_Task requirements_. Whenever a line in the following entries includes "that", tally it. Report nothing except the final count.

•••

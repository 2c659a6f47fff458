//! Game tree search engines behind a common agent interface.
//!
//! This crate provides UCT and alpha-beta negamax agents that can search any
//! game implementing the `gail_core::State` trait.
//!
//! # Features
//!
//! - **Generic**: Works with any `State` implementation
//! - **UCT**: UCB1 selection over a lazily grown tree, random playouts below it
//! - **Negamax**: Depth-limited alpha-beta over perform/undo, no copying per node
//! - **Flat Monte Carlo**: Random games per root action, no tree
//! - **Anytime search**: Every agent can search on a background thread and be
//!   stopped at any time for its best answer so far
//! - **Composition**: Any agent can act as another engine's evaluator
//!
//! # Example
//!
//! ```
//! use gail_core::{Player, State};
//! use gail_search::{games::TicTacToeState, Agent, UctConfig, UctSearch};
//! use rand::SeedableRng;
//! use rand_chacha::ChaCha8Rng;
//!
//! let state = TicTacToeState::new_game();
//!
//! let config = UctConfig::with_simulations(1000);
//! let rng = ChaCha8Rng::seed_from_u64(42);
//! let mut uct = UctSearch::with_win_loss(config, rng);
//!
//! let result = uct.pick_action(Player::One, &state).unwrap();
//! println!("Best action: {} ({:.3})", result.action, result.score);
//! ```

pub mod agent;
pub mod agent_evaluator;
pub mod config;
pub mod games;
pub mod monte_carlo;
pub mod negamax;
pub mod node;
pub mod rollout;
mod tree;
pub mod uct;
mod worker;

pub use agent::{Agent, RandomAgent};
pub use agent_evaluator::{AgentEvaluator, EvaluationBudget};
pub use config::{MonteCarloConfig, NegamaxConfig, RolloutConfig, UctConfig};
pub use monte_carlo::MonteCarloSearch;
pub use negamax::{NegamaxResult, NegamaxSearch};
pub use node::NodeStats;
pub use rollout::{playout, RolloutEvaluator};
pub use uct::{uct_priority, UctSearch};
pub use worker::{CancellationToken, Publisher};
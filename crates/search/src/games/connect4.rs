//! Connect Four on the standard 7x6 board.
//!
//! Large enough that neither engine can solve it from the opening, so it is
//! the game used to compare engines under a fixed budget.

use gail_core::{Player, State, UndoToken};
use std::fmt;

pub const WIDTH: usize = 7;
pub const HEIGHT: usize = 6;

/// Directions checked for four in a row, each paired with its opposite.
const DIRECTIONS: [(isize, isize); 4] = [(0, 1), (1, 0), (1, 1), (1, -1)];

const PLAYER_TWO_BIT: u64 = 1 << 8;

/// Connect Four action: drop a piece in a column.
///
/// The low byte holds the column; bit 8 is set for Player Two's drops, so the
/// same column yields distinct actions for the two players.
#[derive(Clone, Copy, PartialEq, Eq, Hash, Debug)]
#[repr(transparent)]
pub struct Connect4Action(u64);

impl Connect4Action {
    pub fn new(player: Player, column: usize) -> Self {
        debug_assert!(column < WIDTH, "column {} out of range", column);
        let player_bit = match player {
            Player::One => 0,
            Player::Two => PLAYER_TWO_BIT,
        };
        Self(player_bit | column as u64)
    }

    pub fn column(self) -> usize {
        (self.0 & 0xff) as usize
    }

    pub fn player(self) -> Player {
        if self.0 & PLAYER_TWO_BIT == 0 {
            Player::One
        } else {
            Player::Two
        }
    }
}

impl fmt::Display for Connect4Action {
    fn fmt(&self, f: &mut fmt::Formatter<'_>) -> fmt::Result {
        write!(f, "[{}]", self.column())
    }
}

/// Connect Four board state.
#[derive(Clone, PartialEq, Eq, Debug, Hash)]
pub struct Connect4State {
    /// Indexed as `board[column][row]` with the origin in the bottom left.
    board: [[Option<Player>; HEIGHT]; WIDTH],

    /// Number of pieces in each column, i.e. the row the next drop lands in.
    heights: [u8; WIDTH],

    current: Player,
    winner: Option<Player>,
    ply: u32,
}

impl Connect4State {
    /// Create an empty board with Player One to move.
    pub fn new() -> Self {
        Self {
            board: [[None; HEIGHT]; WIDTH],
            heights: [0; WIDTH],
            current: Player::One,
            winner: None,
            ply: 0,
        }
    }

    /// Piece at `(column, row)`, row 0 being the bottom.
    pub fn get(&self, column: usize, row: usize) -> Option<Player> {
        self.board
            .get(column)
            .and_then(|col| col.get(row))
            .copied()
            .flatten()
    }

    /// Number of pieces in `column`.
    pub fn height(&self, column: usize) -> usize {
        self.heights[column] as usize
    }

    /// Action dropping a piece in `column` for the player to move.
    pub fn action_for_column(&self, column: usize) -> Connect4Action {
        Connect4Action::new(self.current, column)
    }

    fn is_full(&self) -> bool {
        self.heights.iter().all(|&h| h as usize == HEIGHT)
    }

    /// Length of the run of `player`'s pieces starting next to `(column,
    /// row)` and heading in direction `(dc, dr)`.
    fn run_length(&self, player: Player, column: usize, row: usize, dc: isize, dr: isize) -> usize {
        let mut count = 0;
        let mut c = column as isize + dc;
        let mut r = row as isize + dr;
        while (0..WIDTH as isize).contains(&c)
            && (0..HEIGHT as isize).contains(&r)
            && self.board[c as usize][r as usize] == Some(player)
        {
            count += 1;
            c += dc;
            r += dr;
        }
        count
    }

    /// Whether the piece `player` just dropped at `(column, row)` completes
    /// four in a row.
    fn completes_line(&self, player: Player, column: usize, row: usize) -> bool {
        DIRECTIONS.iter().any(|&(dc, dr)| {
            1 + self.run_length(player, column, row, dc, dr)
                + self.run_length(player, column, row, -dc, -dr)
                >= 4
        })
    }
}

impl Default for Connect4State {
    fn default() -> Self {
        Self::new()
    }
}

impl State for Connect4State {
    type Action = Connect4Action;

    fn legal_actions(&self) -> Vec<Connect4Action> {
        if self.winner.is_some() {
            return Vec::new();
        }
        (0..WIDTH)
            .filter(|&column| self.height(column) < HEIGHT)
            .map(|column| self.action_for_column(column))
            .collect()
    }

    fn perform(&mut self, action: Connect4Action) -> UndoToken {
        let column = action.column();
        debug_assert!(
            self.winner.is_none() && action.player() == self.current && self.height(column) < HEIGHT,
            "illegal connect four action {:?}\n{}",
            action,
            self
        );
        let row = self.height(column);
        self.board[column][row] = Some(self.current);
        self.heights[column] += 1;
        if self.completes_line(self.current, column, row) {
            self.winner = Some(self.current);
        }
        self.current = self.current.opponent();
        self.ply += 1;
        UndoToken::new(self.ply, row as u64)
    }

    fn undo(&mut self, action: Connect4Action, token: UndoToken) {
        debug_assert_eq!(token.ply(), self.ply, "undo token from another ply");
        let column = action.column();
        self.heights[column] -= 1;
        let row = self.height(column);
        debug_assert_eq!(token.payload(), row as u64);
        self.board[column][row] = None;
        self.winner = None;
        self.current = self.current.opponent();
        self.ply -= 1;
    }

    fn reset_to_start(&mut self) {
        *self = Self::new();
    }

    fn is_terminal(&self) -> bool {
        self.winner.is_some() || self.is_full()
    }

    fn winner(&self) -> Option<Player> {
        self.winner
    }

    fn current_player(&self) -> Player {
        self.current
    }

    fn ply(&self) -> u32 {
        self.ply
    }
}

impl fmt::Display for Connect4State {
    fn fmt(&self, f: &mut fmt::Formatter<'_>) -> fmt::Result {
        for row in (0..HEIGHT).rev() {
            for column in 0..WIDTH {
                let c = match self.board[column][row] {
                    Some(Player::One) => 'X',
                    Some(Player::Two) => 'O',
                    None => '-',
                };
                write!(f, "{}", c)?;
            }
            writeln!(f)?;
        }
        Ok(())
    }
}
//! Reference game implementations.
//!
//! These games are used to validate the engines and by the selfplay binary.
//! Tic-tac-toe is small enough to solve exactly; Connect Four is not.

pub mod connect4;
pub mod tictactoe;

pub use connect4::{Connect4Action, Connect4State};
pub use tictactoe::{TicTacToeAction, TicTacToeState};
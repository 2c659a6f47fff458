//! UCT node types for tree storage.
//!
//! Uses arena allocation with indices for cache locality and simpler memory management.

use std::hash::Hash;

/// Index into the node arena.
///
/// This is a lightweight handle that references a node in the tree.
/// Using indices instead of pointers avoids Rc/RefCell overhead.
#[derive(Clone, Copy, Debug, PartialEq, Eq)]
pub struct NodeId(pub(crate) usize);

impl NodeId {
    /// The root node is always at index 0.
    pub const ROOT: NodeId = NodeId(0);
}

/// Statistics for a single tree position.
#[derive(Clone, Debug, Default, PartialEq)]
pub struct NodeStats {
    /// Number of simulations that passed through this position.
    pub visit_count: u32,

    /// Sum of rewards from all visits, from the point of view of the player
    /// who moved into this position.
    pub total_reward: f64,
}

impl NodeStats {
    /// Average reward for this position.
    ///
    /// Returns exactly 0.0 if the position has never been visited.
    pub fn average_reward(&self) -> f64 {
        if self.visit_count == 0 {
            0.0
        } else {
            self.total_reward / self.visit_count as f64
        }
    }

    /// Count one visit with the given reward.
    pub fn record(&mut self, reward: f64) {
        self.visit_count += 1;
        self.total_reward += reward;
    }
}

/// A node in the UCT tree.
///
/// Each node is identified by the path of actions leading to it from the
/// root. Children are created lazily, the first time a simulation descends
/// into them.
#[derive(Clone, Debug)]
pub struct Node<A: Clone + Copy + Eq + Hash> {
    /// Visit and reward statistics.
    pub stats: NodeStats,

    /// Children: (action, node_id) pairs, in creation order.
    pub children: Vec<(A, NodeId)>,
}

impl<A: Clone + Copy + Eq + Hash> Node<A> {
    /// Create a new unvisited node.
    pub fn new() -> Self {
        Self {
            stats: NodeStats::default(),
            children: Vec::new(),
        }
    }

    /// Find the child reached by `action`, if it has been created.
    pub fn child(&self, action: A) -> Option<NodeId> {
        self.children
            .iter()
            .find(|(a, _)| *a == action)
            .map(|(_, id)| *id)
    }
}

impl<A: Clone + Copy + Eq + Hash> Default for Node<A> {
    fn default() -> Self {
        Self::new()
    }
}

•••

_Output of the exercise_. 4